[Stored data entries]

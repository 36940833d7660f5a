//! Classified lexemes produced by the tokenizer and consumed as a FIFO queue
//! by the statement parser.

use std::collections::VecDeque;

use crate::value::Value;

/// The classification of a single lexeme.
#[derive(Debug, Clone, Copy, PartialEq, Eq)]
pub enum TokenKind {
    // keywords
    Create,
    Drop,
    Truncate,
    Primary,
    Key,
    Table,
    Keyspace,
    Insert,
    Update,
    Set,
    Values,
    Select,
    Delete,
    From,
    Where,
    Order,
    By,
    Asc,
    Desc,
    Limit,
    And,
    In,
    If,
    Not,
    Exists,
    // punctuation and operators
    Lparen,
    Rparen,
    Ltri,
    Rtri,
    Comma,
    Dot,
    Lbracket,
    Rbracket,
    Eql,
    Plus,
    Minus,
    Star,
    Parameter,
    // literals and identifiers
    Int,
    Float,
    String,
    Id,
    /// Synthetic end-of-stream marker returned once the queue is exhausted.
    Eof,
}

/// Look up the keyword kind for an unquoted word, case-insensitively.
pub fn keyword(word: &str) -> Option<TokenKind> {
    let kind = match word.to_ascii_lowercase().as_str() {
        "create" => TokenKind::Create,
        "drop" => TokenKind::Drop,
        "truncate" => TokenKind::Truncate,
        "primary" => TokenKind::Primary,
        "key" => TokenKind::Key,
        "table" => TokenKind::Table,
        "keyspace" => TokenKind::Keyspace,
        "insert" => TokenKind::Insert,
        "update" => TokenKind::Update,
        "set" => TokenKind::Set,
        "values" => TokenKind::Values,
        "select" => TokenKind::Select,
        "delete" => TokenKind::Delete,
        "from" => TokenKind::From,
        "where" => TokenKind::Where,
        "order" => TokenKind::Order,
        "by" => TokenKind::By,
        "asc" => TokenKind::Asc,
        "desc" => TokenKind::Desc,
        "limit" => TokenKind::Limit,
        "and" => TokenKind::And,
        "in" => TokenKind::In,
        "if" => TokenKind::If,
        "not" => TokenKind::Not,
        "exists" => TokenKind::Exists,
        _ => return None,
    };
    Some(kind)
}

/// A classified lexeme: its kind plus the raw (unescaped) source text.
#[derive(Debug, Clone, PartialEq, Eq)]
pub struct Token {
    pub kind: TokenKind,
    pub text: String,
}

impl Token {
    pub fn new(kind: TokenKind, text: impl Into<String>) -> Self {
        Self {
            kind,
            text: text.into(),
        }
    }

    fn eof() -> Self {
        Token::new(TokenKind::Eof, "")
    }

    /// Convert the lexeme into a typed value: integer and decimal lexemes
    /// become numeric, every other kind keeps its literal text.
    pub fn normalized_value(&self) -> Value {
        match self.kind {
            TokenKind::Int => self
                .text
                .parse::<i64>()
                .map(Value::Int)
                .unwrap_or_else(|_| Value::Text(self.text.clone())),
            TokenKind::Float => self
                .text
                .parse::<f64>()
                .map(Value::Float)
                .unwrap_or_else(|_| Value::Text(self.text.clone())),
            _ => Value::Text(self.text.clone()),
        }
    }
}

/// FIFO queue of tokens in source order. Popping past the end yields a
/// synthetic [`TokenKind::Eof`] token instead of failing.
#[derive(Debug, Default)]
pub struct TokenQueue {
    tokens: VecDeque<Token>,
}

impl TokenQueue {
    pub fn new(tokens: VecDeque<Token>) -> Self {
        Self { tokens }
    }

    pub fn pop(&mut self) -> Token {
        self.tokens.pop_front().unwrap_or_else(Token::eof)
    }

    pub fn peek(&self) -> TokenKind {
        self.tokens
            .front()
            .map(|t| t.kind)
            .unwrap_or(TokenKind::Eof)
    }

    /// Kind of the token `n` positions past the front (0 == `peek`).
    pub fn peek_nth(&self, n: usize) -> TokenKind {
        self.tokens.get(n).map(|t| t.kind).unwrap_or(TokenKind::Eof)
    }

    /// The front token without consuming it.
    pub fn front(&self) -> Option<&Token> {
        self.tokens.front()
    }

    pub fn is_empty(&self) -> bool {
        self.tokens.is_empty()
    }

    pub fn len(&self) -> usize {
        self.tokens.len()
    }
}

#[cfg(test)]
mod tests {
    use super::*;

    #[test]
    fn keywords_are_case_insensitive() {
        assert_eq!(keyword("SELECT"), Some(TokenKind::Select));
        assert_eq!(keyword("select"), Some(TokenKind::Select));
        assert_eq!(keyword("Select"), Some(TokenKind::Select));
        assert_eq!(keyword("everything"), None);
    }

    #[test]
    fn normalized_value_converts_numeric_lexemes() {
        assert_eq!(
            Token::new(TokenKind::Int, "5").normalized_value(),
            Value::Int(5)
        );
        assert_eq!(
            Token::new(TokenKind::Float, "5.367").normalized_value(),
            Value::Float(5.367)
        );
        assert_eq!(
            Token::new(TokenKind::String, "hello world").normalized_value(),
            Value::Text("hello world".into())
        );
        assert_eq!(
            Token::new(TokenKind::Id, "hello").normalized_value(),
            Value::Text("hello".into())
        );
    }

    #[test]
    fn queue_yields_eof_when_exhausted() {
        let mut q = TokenQueue::new(VecDeque::from(vec![Token::new(TokenKind::Select, "SELECT")]));
        assert_eq!(q.pop().kind, TokenKind::Select);
        assert_eq!(q.pop().kind, TokenKind::Eof);
        assert_eq!(q.peek(), TokenKind::Eof);
    }
}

(Task requirements): Write out every entry exactly as it appears.

(Result below):
repository 36940833d7660f5a
//! Classified lexemes produced by the tokenizer and consumed as a FIFO queue
//! by the statement parser.

use std::collections::VecDeque;

use crate::value::Value;

/// The classification of a single lexeme.
#[derive(Debug, Clone, Copy, PartialEq, Eq)]
pub enum TokenKind {
    // keywords
    Create,
    Drop,
    Truncate,
    Primary,
    Key,
    Table,
    Keyspace,
    Insert,
    Update,
    Set,
    Values,
    Select,
    Delete,
    From,
    Where,
    Order,
    By,
    Asc,
    Desc,
    Limit,
    And,
    In,
    If,
    Not,
    Exists,
    // punctuation and operators
    Lparen,
    Rparen,
    Ltri,
    Rtri,
    Comma,
    Dot,
    Lbracket,
    Rbracket,
    Eql,
    Plus,
    Minus,
    Star,
    Parameter,
    // literals and identifiers
    Int,
    Float,
    String,
    Id,
    /// Synthetic end-of-stream marker returned once the queue is exhausted.
    Eof,
}

/// Look up the keyword kind for an unquoted word, case-insensitively.
pub fn keyword(word: &str) -> Option<TokenKind> {
    let kind = match word.to_ascii_lowercase().as_str() {
        "create" => TokenKind::Create,
        "drop" => TokenKind::Drop,
        "truncate" => TokenKind::Truncate,
        "primary" => TokenKind::Primary,
        "key" => TokenKind::Key,
        "table" => TokenKind::Table,
        "keyspace" => TokenKind::Keyspace,
        "insert" => TokenKind::Insert,
        "update" => TokenKind::Update,
        "set" => TokenKind::Set,
        "values" => TokenKind::Values,
        "select" => TokenKind::Select,
        "delete" => TokenKind::Delete,
        "from" => TokenKind::From,
        "where" => TokenKind::Where,
        "order" => TokenKind::Order,
        "by" => TokenKind::By,
        "asc" => TokenKind::Asc,
        "desc" => TokenKind::Desc,
        "limit" => TokenKind::Limit,
        "and" => TokenKind::And,
        "in" => TokenKind::In,
        "if" => TokenKind::If,
        "not" => TokenKind::Not,
        "exists" => TokenKind::Exists,
        _ => return None,
    };
    Some(kind)
}

/// A classified lexeme: its kind plus the raw (unescaped) source text.
#[derive(Debug, Clone, PartialEq, Eq)]
pub struct Token {
    pub kind: TokenKind,
    pub text: String,
}

impl Token {
    pub fn new(kind: TokenKind, text: impl Into<String>) -> Self {
        Self {
            kind,
            text: text.into(),
        }
    }

    fn eof() -> Self {
        Token::new(TokenKind::Eof, "")
    }

    /// Convert the lexeme into a typed value: integer and decimal lexemes
    /// become numeric, every other kind keeps its literal text.
    pub fn normalized_value(&self) -> Value {
        match self.kind {
            TokenKind::Int => self
                .text
                .parse::<i64>()
                .map(Value::Int)
                .unwrap_or_else(|_| Value::Text(self.text.clone())),
            TokenKind::Float => self
                .text
                .parse::<f64>()
                .map(Value::Float)
                .unwrap_or_else(|_| Value::Text(self.text.clone())),
            _ => Value::Text(self.text.clone()),
        }
    }
}

/// FIFO queue of tokens in source order. Popping past the end yields a
/// synthetic [`TokenKind::Eof`] token instead of failing.
#[derive(Debug, Default)]
pub struct TokenQueue {
    tokens: VecDeque<Token>,
}

impl TokenQueue {
    pub fn new(tokens: VecDeque<Token>) -> Self {
        Self { tokens }
    }

    pub fn pop(&mut self) -> Token {
        self.tokens.pop_front().unwrap_or_else(Token::eof)
    }

    pub fn peek(&self) -> TokenKind {
        self.tokens
            .front()
            .map(|t| t.kind)
            .unwrap_or(TokenKind::Eof)
    }

    /// Kind of the token `n` positions past the front (0 == `peek`).
    pub fn peek_nth(&self, n: usize) -> TokenKind {
        self.tokens.get(n).map(|t| t.kind).unwrap_or(TokenKind::Eof)
    }

    /// The front token without consuming it.
    pub fn front(&self) -> Option<&Token> {
        self.tokens.front()
    }

    pub fn is_empty(&self) -> bool {
        self.tokens.is_empty()
    }

    pub fn len(&self) -> usize {
        self.tokens.len()
    }
}

#[cfg(test)]
mod tests {
    use super::*;

    #[test]
    fn keywords_are_case_insensitive() {
        assert_eq!(keyword("SELECT"), Some(TokenKind::Select));
        assert_eq!(keyword("select"), Some(TokenKind::Select));
        assert_eq!(keyword("Select"), Some(TokenKind::Select));
        assert_eq!(keyword("everything"), None);
    }

    #[test]
    fn normalized_value_converts_numeric_lexemes() {
        assert_eq!(
            Token::new(TokenKind::Int, "5").normalized_value(),
            Value::Int(5)
        );
        assert_eq!(
            Token::new(TokenKind::Float, "5.367").normalized_value(),
            Value::Float(5.367)
        );
        assert_eq!(
            Token::new(TokenKind::String, "hello world").normalized_value(),
            Value::Text("hello world".into())
        );
        assert_eq!(
            Token::new(TokenKind::Id, "hello").normalized_value(),
            Value::Text("hello".into())
        );
    }

    #[test]
    fn queue_yields_eof_when_exhausted() {
        let mut q = TokenQueue::new(VecDeque::from(vec![Token::new(TokenKind::Select, "SELECT")]));
        assert_eq!(q.pop().kind, TokenKind::Select);
        assert_eq!(q.pop().kind, TokenKind::Eof);
        assert_eq!(q.peek(), TokenKind::Eof);
    }
}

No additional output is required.